▶ WORK INSTRUCTION: Determine the number of lines of the records below that include "GridError". Respond with the number and no other text.

▶ Records from a data collection:
§

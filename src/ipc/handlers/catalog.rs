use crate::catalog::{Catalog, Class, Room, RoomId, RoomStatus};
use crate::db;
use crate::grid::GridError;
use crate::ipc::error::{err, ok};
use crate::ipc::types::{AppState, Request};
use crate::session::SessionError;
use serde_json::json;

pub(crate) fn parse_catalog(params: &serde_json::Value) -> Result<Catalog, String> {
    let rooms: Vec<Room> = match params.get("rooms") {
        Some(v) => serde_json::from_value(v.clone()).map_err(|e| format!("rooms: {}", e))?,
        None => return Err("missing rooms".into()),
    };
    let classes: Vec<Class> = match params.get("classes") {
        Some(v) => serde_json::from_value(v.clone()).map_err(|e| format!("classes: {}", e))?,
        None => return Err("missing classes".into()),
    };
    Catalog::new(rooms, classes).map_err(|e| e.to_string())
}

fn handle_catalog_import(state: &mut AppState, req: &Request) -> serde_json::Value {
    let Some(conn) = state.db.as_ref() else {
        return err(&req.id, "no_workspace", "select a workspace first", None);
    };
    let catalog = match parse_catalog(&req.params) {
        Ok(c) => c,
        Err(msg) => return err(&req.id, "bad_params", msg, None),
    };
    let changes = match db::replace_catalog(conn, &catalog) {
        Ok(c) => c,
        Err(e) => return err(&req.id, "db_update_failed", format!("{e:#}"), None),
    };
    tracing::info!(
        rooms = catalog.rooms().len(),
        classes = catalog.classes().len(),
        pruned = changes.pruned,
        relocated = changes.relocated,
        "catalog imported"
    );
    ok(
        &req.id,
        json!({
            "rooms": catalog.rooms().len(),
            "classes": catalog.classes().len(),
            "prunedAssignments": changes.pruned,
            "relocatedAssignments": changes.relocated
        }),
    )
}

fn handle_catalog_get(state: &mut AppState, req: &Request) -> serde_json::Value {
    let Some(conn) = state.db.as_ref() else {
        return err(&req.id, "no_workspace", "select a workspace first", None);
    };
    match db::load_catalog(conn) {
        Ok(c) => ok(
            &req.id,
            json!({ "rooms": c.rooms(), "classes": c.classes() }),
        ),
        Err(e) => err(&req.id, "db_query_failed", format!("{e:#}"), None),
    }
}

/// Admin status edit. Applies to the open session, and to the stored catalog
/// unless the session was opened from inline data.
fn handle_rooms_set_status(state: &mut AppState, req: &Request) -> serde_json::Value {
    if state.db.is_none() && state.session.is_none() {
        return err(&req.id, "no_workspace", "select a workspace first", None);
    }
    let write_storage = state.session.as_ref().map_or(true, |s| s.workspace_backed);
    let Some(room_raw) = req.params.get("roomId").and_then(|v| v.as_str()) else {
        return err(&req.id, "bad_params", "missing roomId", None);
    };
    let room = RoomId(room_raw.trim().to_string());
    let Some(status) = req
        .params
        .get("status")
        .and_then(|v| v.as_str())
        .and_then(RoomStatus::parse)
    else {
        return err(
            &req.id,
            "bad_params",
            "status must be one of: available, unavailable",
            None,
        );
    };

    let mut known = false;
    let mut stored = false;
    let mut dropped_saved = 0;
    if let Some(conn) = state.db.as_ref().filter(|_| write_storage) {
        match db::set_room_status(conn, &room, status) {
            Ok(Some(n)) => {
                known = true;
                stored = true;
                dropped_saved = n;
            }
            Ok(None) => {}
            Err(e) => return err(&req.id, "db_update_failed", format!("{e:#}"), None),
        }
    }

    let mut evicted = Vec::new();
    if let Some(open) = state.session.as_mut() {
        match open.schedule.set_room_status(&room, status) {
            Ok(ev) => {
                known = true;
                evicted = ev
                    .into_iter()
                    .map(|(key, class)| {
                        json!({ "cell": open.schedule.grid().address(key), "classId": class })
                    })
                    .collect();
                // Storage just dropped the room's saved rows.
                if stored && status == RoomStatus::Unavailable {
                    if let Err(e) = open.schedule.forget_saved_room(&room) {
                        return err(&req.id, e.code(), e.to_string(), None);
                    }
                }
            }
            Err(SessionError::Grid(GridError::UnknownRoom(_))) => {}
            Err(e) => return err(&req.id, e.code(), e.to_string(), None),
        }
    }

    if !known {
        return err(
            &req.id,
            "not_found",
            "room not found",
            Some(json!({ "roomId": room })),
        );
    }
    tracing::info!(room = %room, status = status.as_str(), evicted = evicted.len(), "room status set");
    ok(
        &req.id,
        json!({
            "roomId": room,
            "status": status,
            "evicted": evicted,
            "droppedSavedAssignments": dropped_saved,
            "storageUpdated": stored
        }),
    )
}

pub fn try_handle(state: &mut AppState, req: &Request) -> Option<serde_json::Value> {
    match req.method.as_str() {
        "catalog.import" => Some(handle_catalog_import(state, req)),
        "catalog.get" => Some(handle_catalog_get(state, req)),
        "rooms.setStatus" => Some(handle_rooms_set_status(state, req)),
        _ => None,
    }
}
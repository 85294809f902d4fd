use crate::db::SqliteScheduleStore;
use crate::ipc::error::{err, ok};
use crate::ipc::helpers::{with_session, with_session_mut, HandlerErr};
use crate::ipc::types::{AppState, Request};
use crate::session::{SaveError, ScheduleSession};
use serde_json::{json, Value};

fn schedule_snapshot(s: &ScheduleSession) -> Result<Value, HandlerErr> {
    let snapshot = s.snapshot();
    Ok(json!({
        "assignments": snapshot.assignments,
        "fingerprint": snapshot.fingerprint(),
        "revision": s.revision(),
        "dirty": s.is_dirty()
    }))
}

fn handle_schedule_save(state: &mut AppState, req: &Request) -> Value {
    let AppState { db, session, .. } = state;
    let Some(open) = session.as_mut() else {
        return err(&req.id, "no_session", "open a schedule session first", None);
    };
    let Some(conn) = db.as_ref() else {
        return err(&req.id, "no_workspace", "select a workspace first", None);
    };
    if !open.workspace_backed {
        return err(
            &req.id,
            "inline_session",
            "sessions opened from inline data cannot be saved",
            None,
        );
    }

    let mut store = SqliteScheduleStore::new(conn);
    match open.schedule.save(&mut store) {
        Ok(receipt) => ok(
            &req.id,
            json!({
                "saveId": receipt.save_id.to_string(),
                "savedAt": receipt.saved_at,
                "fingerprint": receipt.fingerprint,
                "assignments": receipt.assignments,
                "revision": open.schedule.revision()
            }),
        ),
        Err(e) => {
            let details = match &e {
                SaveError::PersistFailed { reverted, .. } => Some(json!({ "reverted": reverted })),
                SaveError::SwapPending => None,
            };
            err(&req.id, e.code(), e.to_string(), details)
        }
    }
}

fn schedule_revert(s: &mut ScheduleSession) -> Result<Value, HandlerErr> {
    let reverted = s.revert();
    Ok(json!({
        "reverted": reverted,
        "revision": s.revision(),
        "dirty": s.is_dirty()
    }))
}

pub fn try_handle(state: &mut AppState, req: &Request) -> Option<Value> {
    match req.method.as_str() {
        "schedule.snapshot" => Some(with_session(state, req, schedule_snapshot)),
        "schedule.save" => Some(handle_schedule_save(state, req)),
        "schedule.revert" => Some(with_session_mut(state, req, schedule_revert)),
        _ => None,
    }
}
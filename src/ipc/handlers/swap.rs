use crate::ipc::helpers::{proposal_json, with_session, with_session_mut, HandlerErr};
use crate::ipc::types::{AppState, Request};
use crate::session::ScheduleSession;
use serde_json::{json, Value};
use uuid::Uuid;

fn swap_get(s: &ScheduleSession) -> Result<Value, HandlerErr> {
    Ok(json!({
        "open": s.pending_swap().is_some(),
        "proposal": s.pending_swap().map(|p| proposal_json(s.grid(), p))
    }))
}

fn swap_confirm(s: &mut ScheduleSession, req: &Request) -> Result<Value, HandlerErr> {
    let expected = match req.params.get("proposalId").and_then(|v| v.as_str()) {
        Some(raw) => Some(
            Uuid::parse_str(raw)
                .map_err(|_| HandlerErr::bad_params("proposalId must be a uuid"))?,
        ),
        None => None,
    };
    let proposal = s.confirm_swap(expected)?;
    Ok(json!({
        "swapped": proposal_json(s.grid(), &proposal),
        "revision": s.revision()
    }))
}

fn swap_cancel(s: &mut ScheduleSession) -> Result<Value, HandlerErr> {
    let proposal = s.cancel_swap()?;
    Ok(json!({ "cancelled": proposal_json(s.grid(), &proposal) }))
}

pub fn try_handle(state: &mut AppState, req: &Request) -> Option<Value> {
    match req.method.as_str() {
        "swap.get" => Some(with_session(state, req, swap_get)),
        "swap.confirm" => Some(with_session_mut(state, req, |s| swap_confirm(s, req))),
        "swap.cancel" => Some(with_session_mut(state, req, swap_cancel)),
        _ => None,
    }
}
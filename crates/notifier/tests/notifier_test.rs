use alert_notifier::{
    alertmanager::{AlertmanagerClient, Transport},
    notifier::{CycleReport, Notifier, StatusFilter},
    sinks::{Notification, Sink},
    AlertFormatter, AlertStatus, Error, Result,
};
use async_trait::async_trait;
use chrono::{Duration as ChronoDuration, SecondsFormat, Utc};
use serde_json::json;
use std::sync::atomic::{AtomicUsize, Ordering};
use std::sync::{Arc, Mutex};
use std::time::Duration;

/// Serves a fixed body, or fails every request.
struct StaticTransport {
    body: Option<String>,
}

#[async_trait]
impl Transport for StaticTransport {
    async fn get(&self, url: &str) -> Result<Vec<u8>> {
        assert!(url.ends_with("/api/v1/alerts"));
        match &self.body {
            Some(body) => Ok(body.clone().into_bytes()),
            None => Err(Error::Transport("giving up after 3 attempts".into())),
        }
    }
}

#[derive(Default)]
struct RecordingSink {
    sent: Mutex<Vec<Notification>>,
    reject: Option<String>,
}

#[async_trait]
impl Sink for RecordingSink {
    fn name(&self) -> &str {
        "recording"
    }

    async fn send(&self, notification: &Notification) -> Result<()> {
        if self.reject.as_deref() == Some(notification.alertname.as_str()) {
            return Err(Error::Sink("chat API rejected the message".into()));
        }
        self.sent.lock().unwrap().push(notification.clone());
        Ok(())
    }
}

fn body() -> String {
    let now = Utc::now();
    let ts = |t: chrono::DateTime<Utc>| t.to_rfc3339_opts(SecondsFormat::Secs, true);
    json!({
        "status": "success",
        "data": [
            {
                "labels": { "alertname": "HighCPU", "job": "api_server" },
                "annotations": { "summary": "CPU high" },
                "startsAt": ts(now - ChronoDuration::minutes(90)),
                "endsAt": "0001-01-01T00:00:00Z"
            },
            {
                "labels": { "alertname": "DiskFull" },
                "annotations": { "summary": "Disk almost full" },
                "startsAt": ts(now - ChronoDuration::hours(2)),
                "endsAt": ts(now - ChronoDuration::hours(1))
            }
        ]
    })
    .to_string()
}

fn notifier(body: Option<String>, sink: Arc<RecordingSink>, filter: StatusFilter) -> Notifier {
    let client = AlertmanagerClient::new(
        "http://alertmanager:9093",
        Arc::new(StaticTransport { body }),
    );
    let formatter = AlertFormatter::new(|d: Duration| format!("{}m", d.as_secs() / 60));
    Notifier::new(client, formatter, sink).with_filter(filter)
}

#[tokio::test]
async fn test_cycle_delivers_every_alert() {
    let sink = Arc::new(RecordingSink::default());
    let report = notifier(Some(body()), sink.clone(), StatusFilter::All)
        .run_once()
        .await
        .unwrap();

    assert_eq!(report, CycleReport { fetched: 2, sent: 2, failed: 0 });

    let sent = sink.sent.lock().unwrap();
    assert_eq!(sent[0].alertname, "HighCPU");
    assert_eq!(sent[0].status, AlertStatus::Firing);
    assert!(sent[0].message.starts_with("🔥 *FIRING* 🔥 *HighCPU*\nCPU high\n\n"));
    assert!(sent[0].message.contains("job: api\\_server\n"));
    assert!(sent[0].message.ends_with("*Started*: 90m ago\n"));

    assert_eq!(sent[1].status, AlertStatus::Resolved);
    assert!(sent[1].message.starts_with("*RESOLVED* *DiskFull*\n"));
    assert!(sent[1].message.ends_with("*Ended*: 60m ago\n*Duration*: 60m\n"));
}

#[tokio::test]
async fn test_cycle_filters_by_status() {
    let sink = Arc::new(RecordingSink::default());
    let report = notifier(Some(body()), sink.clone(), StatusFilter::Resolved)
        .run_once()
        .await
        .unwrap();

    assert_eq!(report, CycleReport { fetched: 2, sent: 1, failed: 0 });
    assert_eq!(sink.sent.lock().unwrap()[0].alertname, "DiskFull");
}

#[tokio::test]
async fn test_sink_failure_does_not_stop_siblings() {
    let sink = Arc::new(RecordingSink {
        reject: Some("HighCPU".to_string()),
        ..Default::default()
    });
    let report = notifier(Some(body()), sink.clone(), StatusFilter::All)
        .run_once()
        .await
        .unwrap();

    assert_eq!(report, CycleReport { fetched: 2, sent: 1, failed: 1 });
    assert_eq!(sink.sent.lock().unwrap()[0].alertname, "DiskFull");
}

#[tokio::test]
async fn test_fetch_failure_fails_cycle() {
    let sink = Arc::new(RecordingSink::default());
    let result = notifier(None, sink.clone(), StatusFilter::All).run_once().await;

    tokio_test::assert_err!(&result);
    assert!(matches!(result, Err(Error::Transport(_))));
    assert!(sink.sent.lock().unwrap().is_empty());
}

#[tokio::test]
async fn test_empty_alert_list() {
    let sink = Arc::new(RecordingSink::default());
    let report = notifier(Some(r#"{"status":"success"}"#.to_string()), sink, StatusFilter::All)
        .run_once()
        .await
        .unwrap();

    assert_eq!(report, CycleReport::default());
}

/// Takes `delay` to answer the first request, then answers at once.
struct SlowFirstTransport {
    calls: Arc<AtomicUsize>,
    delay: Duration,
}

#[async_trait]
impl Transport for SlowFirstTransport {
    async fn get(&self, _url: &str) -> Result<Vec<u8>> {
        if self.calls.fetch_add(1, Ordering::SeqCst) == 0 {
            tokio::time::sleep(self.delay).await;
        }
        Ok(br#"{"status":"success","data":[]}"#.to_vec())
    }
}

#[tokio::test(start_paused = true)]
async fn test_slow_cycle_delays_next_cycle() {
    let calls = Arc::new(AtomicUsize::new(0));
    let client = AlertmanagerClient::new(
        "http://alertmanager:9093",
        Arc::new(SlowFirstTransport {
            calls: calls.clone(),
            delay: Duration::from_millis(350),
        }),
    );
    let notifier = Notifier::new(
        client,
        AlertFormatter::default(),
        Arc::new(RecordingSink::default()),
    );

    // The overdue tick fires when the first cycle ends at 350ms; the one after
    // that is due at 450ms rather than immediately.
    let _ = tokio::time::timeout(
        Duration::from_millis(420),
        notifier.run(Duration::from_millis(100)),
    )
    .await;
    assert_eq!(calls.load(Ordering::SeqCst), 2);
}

§

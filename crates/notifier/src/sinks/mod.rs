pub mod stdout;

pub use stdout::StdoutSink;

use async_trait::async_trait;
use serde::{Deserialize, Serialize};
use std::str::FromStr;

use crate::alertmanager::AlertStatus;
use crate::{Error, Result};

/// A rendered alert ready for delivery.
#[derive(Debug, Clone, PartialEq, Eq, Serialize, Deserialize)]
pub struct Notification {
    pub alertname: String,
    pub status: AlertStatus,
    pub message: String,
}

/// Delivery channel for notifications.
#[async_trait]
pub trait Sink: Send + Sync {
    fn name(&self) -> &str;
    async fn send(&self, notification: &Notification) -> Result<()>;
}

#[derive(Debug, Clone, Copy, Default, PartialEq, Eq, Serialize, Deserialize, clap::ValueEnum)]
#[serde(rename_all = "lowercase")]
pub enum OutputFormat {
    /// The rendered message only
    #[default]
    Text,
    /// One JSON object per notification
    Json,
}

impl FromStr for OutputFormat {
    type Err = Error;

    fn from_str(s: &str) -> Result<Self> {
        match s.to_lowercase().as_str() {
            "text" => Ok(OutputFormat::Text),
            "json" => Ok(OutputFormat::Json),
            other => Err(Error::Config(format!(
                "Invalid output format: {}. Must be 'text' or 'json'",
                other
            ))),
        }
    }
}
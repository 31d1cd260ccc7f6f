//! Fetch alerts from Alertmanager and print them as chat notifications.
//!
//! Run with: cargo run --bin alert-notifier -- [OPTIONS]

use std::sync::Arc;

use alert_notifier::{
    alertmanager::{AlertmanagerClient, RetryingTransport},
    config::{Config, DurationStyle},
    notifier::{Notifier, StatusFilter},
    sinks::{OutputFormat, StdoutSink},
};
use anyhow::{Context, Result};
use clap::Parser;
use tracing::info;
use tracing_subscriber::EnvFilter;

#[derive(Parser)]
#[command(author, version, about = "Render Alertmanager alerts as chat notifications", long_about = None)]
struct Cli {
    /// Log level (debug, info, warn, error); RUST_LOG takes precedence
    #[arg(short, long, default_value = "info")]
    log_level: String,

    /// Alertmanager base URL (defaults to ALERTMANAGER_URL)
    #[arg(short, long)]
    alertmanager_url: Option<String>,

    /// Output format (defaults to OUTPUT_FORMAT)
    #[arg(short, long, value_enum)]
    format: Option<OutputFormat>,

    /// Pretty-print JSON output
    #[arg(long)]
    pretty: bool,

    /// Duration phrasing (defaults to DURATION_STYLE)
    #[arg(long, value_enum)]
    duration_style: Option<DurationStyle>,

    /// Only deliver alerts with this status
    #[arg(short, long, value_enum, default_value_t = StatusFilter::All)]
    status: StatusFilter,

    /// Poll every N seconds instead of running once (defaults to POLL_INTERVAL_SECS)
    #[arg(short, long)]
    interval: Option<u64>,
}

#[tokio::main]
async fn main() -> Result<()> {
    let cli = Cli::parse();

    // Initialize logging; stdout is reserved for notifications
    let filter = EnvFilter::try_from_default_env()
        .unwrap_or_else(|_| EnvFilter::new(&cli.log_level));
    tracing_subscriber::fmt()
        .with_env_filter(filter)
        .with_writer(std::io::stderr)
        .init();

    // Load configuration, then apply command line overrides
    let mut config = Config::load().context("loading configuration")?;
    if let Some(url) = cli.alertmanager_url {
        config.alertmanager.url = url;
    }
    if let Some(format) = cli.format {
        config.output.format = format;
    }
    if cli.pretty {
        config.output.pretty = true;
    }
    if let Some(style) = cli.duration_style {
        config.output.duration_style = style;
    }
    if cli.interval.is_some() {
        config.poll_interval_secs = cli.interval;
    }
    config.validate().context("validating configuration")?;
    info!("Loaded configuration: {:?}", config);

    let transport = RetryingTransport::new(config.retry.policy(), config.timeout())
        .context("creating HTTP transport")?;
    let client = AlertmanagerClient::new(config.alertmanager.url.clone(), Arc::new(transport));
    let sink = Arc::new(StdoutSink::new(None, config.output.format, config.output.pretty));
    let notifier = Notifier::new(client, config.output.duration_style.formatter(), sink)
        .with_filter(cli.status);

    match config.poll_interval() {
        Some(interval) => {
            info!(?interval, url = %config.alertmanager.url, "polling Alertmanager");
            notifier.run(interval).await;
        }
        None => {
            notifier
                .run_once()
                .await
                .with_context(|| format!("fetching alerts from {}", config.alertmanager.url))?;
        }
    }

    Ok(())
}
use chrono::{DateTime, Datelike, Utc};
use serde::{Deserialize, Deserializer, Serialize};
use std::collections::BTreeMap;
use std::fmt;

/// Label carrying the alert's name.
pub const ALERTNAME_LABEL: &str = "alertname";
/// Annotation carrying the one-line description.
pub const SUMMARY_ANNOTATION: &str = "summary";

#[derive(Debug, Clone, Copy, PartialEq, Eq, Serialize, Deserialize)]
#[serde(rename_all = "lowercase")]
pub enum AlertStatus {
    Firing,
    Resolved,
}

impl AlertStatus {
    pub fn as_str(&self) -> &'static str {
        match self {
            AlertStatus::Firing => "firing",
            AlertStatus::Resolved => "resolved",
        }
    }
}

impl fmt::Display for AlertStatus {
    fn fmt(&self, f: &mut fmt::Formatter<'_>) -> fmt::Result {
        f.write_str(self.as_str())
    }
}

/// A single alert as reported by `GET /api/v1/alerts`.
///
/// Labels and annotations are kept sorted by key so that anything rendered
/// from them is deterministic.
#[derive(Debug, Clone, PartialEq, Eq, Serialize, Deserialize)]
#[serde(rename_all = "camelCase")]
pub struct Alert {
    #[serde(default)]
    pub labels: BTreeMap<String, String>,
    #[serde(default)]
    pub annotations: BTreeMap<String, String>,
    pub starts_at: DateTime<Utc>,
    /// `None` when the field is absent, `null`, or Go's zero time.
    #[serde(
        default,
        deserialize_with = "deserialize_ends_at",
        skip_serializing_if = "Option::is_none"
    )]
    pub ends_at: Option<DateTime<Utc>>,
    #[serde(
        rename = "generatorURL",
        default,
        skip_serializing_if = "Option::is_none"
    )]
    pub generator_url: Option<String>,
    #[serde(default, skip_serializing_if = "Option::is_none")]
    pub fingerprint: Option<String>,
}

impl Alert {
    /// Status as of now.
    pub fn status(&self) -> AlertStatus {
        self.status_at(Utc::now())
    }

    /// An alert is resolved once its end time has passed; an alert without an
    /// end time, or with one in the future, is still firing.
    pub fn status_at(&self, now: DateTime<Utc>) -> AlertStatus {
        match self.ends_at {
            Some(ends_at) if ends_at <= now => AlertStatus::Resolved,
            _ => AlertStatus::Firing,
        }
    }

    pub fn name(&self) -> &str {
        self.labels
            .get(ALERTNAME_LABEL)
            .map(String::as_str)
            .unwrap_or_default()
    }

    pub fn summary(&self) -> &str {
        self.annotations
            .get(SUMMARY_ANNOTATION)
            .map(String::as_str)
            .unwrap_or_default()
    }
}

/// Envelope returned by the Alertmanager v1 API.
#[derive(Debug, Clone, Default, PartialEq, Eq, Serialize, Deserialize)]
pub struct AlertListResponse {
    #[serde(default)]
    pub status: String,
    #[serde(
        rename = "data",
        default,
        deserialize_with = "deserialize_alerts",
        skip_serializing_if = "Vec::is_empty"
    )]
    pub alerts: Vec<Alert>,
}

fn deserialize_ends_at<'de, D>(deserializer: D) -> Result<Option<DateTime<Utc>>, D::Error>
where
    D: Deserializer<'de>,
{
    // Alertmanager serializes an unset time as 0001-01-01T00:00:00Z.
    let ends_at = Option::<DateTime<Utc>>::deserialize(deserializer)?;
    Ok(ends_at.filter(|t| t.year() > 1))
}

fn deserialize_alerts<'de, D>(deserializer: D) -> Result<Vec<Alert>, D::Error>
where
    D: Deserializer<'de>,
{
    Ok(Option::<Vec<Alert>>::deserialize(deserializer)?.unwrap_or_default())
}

§

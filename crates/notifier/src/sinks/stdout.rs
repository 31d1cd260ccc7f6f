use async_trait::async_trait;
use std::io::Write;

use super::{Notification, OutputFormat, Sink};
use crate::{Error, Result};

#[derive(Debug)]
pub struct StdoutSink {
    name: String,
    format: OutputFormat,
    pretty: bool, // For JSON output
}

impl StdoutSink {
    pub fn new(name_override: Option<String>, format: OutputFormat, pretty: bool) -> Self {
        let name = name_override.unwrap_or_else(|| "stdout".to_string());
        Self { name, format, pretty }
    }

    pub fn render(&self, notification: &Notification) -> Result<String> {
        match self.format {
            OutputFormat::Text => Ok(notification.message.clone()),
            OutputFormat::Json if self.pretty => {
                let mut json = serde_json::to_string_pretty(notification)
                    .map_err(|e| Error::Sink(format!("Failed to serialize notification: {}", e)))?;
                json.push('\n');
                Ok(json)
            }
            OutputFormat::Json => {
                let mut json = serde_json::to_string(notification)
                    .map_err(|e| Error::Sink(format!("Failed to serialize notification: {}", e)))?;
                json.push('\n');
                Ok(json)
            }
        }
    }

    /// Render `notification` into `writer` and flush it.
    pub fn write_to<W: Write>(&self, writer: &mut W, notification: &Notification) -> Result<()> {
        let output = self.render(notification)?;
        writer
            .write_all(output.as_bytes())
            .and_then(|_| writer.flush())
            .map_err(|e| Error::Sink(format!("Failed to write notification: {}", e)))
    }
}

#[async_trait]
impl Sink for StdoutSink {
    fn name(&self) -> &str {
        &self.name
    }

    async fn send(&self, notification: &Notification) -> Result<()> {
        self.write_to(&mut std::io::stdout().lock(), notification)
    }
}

§

▶ ANSWER FOR THIS EXERCISE: 2